**ABOUT THIS EXERCISE**: Restate the data below, keeping every line the same.
[PROVIDED ENTRIES Boundary: Start]
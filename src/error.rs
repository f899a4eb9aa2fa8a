use thiserror::Error;

/// All errors produced by doa-core.
#[derive(Debug, Error)]
pub enum DoaError {
    #[error("invalid input: {0}")]
    InvalidInput(String),

    #[error("kernel error: {0}")]
    Kernel(String),

    #[error("frame ring is full — dispatcher cannot keep up")]
    RingBufferFull,

    #[error("IO error: {0}")]
    Io(#[from] std::io::Error),

    #[error(transparent)]
    Other(#[from] anyhow::Error),
}

pub type Result<T> = std::result::Result<T, DoaError>;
[PROVIDED ENTRIES Boundary: End]
**ANSWER TO THE PROBLEM**:
filename src/error.rs
repository f899a4eb9aa2fa8a
use thiserror::Error;

/// All errors produced by doa-core.
#[derive(Debug, Error)]
pub enum DoaError {
    #[error("invalid input: {0}")]
    InvalidInput(String),

    #[error("kernel error: {0}")]
    Kernel(String),

    #[error("frame ring is full — dispatcher cannot keep up")]
    RingBufferFull,

    #[error("IO error: {0}")]
    Io(#[from] std::io::Error),

    #[error(transparent)]
    Other(#[from] anyhow::Error),
}

pub type Result<T> = std::result::Result<T, DoaError>;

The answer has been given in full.